HomeSportsCheer team finishes productive season with optimism for future squads

Cheer team finishes productive season with optimism for future squads

Published Jan. 30, 2024

BY TULLAH McCOLL

Although the Carmel High School cheerleading team had five girls at their initial summer practice in July, the squad has grown to a team of 18 spirited members. The 15 cheerleaders on the competition squad jumped into the Central Coast Section cheer competition at Independence High School in San Jose on Jan. 20, where they competed with five other schools in their division and performed a two-minute routine with jumps, stunts and dancing. 

Two-year senior captain Lily Marciano and junior co-captain Maddie Waroff are feeling more confident than ever about their closely bonded and enthusiastic team. The captains say the success in cheering comes from the true passion for supporting others through leadership. 

“The ability people have to step up, take on more roles [and adjust] is something our team is really good at,” Marciano shares.

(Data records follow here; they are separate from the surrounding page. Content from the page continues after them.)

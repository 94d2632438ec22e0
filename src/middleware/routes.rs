use std::collections::HashMap;

use axum::body::Bytes;
use axum::extract::{Query, State};
use axum::http::header::{CONTENT_TYPE, LOCATION};
use axum::http::{HeaderMap, HeaderValue, Method, StatusCode, Uri};
use axum::response::{IntoResponse, Response};
use axum::routing::any;
use axum::{Json, Router};
use axum_extra::extract::CookieJar;
use serde_json::{Value, json};

use super::cookies;
use crate::actions::{Auth, AuthRequest, AuthResponse};

/// Create the authentication router.
///
/// Mounts `{base_path}/{action}` and `{base_path}/{action}/{provider}` for
/// every method; the dispatcher answers `405` where a method does not apply.
pub fn auth_routes(auth: Auth) -> Router {
    let base_path = auth.options().base_path.clone();
    Router::new()
        .route(&format!("{base_path}/{{action}}"), any(handle))
        .route(&format!("{base_path}/{{action}}/{{provider}}"), any(handle))
        .with_state(auth)
}

async fn handle(
    State(auth): State<Auth>,
    method: Method,
    uri: Uri,
    jar: CookieJar,
    Query(query): Query<HashMap<String, String>>,
    headers: HeaderMap,
    body: Bytes,
) -> Response {
    let request = match AuthRequest::from_path(method, uri.path(), &auth.options().base_path) {
        Ok(request) => request,
        Err(e) => {
            tracing::debug!(error = %e, path = uri.path(), "Unknown auth route");
            return (StatusCode::NOT_FOUND, Json(json!({ "error": "NotFound" }))).into_response();
        }
    };

    let request = request
        .with_query(query)
        .with_body(parse_body(&headers, &body))
        .with_cookies(cookies::request_cookies(&jar));

    let response = auth.handle(request).await;
    into_response(jar, response)
}

/// Form or JSON body as flat string fields. Anything else yields no fields.
fn parse_body(headers: &HeaderMap, body: &Bytes) -> HashMap<String, String> {
    if body.is_empty() {
        return HashMap::new();
    }
    let content_type = headers
        .get(CONTENT_TYPE)
        .and_then(|v| v.to_str().ok())
        .unwrap_or_default();

    if content_type.starts_with("application/json") {
        match serde_json::from_slice::<HashMap<String, Value>>(body) {
            Ok(fields) => fields
                .into_iter()
                .filter_map(|(key, value)| match value {
                    Value::String(s) => Some((key, s)),
                    Value::Number(_) | Value::Bool(_) => Some((key, value.to_string())),
                    _ => None,
                })
                .collect(),
            Err(e) => {
                tracing::debug!(error = %e, "Ignoring malformed JSON body");
                HashMap::new()
            }
        }
    } else {
        url::form_urlencoded::parse(body).into_owned().collect()
    }
}

fn into_response(jar: CookieJar, response: AuthResponse) -> Response {
    let jar = cookies::apply(jar, response.cookies);

    let mut out = match response.body {
        Some(body) => (response.status, Json(body)).into_response(),
        None => response.status.into_response(),
    };
    if let Some(location) = response.redirect {
        match HeaderValue::from_str(&location) {
            Ok(value) => {
                out.headers_mut().insert(LOCATION, value);
            }
            Err(e) => {
                tracing::error!(error = %e, "Redirect target is not a valid header value");
                return StatusCode::INTERNAL_SERVER_ERROR.into_response();
            }
        }
    }
    out.headers_mut().extend(response.headers);

    (jar, out).into_response()
}

#[cfg(test)]
mod tests {
    use axum::body::{Body, to_bytes};
    use axum::http::{Request, header};
    use axum::routing::get;
    use tower::ServiceExt;

    use super::*;
    use crate::middleware::AuthSession;
    use crate::provider::CredentialsProvider;
    use crate::testing::test_options;
    use crate::types::{User, UserId};

    fn auth() -> Auth {
        let provider = CredentialsProvider::new("password", "Password", |fields| {
            (fields.get("password").map(String::as_str) == Some("hunter2")).then(|| User {
                id: UserId("u-1".into()),
                name: Some("Ada".into()),
                email: Some("ada@example.com".into()),
                email_verified: None,
                image: None,
            })
        });
        Auth::new(test_options().with_provider(provider)).unwrap()
    }

    fn app(auth: Auth) -> Router {
        let protected = Router::new()
            .route(
                "/me",
                get(|AuthSession(session): AuthSession| async move {
                    session.user.email.unwrap_or_default()
                }),
            )
            .with_state(auth.clone());
        auth_routes(auth).merge(protected)
    }

    /// `Cookie` request header built from the response's `Set-Cookie`s.
    fn cookie_header(response: &Response) -> String {
        response
            .headers()
            .get_all(header::SET_COOKIE)
            .iter()
            .filter_map(|v| v.to_str().ok())
            .filter_map(|v| v.split(';').next())
            .filter(|pair| !pair.ends_with('='))
            .collect::<Vec<_>>()
            .join("; ")
    }

    async fn json_body(response: Response) -> Value {
        let bytes = to_bytes(response.into_body(), usize::MAX).await.unwrap();
        serde_json::from_slice(&bytes).unwrap()
    }

    #[tokio::test]
    async fn test_csrf_route_sets_cookie() {
        let response = app(auth())
            .oneshot(Request::get("/api/auth/csrf").body(Body::empty()).unwrap())
            .await
            .unwrap();
        assert_eq!(response.status(), StatusCode::OK);
        assert!(cookie_header(&response).starts_with("auth.csrf-token="));
        assert!(response.headers().contains_key(header::CACHE_CONTROL));
        let body = json_body(response).await;
        assert_eq!(body["csrfToken"].as_str().map(str::len), Some(64));
    }

    #[tokio::test]
    async fn test_unknown_action_is_not_found() {
        let response = app(auth())
            .oneshot(Request::get("/api/auth/bogus").body(Body::empty()).unwrap())
            .await
            .unwrap();
        assert_eq!(response.status(), StatusCode::NOT_FOUND);
    }

    #[tokio::test]
    async fn test_post_without_csrf_redirects_to_error() {
        let response = app(auth())
            .oneshot(
                Request::post("/api/auth/signout")
                    .header(header::CONTENT_TYPE, "application/x-www-form-urlencoded")
                    .body(Body::from("csrfToken=guess"))
                    .unwrap(),
            )
            .await
            .unwrap();
        assert_eq!(response.status(), StatusCode::FOUND);
        let location = response.headers()[header::LOCATION].to_str().unwrap();
        assert_eq!(location, "http://localhost:3000/api/auth/error?error=MissingCSRF");
    }

    #[tokio::test]
    async fn test_protected_route_requires_session() {
        let response = app(auth())
            .oneshot(Request::get("/me").body(Body::empty()).unwrap())
            .await
            .unwrap();
        assert_eq!(response.status(), StatusCode::UNAUTHORIZED);

        let response = app(auth())
            .oneshot(
                Request::get("/me")
                    .header(header::COOKIE, "auth.session-token=garbage")
                    .body(Body::empty())
                    .unwrap(),
            )
            .await
            .unwrap();
        assert_eq!(response.status(), StatusCode::UNAUTHORIZED);
        assert_eq!(json_body(response).await["error"], "Session expired");
    }

    #[tokio::test]
    async fn test_credentials_sign_in_then_protected_route() {
        let auth = auth();

        let response = app(auth.clone())
            .oneshot(Request::get("/api/auth/csrf").body(Body::empty()).unwrap())
            .await
            .unwrap();
        let csrf_cookie = cookie_header(&response);
        let token = json_body(response).await["csrfToken"]
            .as_str()
            .unwrap()
            .to_owned();

        let response = app(auth.clone())
            .oneshot(
                Request::post("/api/auth/callback/password")
                    .header(header::COOKIE, &csrf_cookie)
                    .header(header::CONTENT_TYPE, "application/json")
                    .body(Body::from(
                        json!({ "csrfToken": token, "password": "hunter2" }).to_string(),
                    ))
                    .unwrap(),
            )
            .await
            .unwrap();
        assert_eq!(response.status(), StatusCode::FOUND);
        assert_eq!(response.headers()[header::LOCATION], "http://localhost:3000");
        let session_cookie = cookie_header(&response);
        assert!(session_cookie.contains("auth.session-token="));

        let response = app(auth)
            .oneshot(
                Request::get("/me")
                    .header(header::COOKIE, &session_cookie)
                    .body(Body::empty())
                    .unwrap(),
            )
            .await
            .unwrap();
        assert_eq!(response.status(), StatusCode::OK);
        let bytes = to_bytes(response.into_body(), usize::MAX).await.unwrap();
        assert_eq!(&bytes[..], b"ada@example.com");
    }

    #[test]
    fn test_parse_body_form_and_json() {
        let mut headers = HeaderMap::new();
        headers.insert(
            CONTENT_TYPE,
            HeaderValue::from_static("application/x-www-form-urlencoded"),
        );
        let fields = parse_body(&headers, &Bytes::from_static(b"a=1&callbackUrl=%2Fx"));
        assert_eq!(fields["callbackUrl"], "/x");

        headers.insert(CONTENT_TYPE, HeaderValue::from_static("application/json"));
        let fields = parse_body(&headers, &Bytes::from_static(br#"{"a":"b","n":2,"o":{}}"#));
        assert_eq!(fields["a"], "b");
        assert_eq!(fields["n"], "2");
        assert!(!fields.contains_key("o"));
    }
}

Carmel’s cheerleaders motivate the crowd at local Shoe Game in Pacific Grove in support of the Padres. (photo by AMANECER HERNANDEZ)

Leadership is a quality the two captains feel is important for every good cheerleader to have. The captains hope their guidance is helpful in leading the team to success. The underclassmen on the team have built trust within the squad and have found a sense of community at school. 

Also pleasantly impressed with the team’s openness to communication and challenges is CHS’ new coach Kassy Zaragoza, who began coaching cheer in 2013. Having cheered for two years at John H. Pitman High School in Turlock, Zaragoza grew a passion for school spirit and leadership. 

“At my high school, representing the school in a positive way was always important to me,” the coach says. 

After coaching cheer for 10- to 11-year-olds, Zaragoza moved on to a year as assistant coach at Watsonville High School and two years as head coach at Pajaro Valley High School. Now working as a front office supervisor at La Mesa School, she has re-entered the cheer world after taking a seven-year break and is ready to advance the Carmel cheer team with her own flair and coaching strategies.

Zaragoza believes that having a devoted coach has been extremely important in getting more girls to join, which had been the initial challenge at the start of the year. After the first rally of the school year, many girls showed interest in joining. Open practices and tryouts were held and a passionate team was put together. 

“They work so well together,” the coach remarks. “They truly like hanging out together, and they have a lot of fun when performing.” 

Zaragoza explains that the team just needed some guidance. By having a coach show up and be there for the team, the cheer program has been able to accomplish new stunts they would not have imagined in prior years. With new uniforms and equipment, the squad can excel in ways many of the girls have always hoped. 

Girls on the team also share that with cheer, they’ve made friends with people they previously wouldn’t have. They have now made long-lasting memories together like this year’s annual Shoe Game, hosted in Pacific Grove in November. This was the first game the girls felt a sense of belonging as a team and truly found a love for performing together. Zaragoza expressed a feeling of accomplishment after the game when she saw the smiles on the girls’ faces and witnessed the squad cheer on the Padre football team in their win over P.G.

The Carmel cheerleading squad performs stunts at a home football game. (photo By JILL MARTIN)

“The team dynamic has just changed a lot this year,” adds sophomore Karen Meheen. “I’m so excited to see where the team goes.”

The entire team looks forward to the future of cheerleading at CHS. Although the cheer team has only been to one of the boys’ basketball games this year, in their next season they want to support more of Carmel’s athletics and attend every game they can. While in the fall the squad will continue to cheer on the Padre football team, in the winter they will focus on competitive cheering and supporting CHS basketball. 

As it is Marciano’s last year, she has faith in leaving the team in her co-captain’s hands after a successful season. 

“We have basically rewritten the program,” says Waroff. “With the personalities and people on the team, it’s like magic.”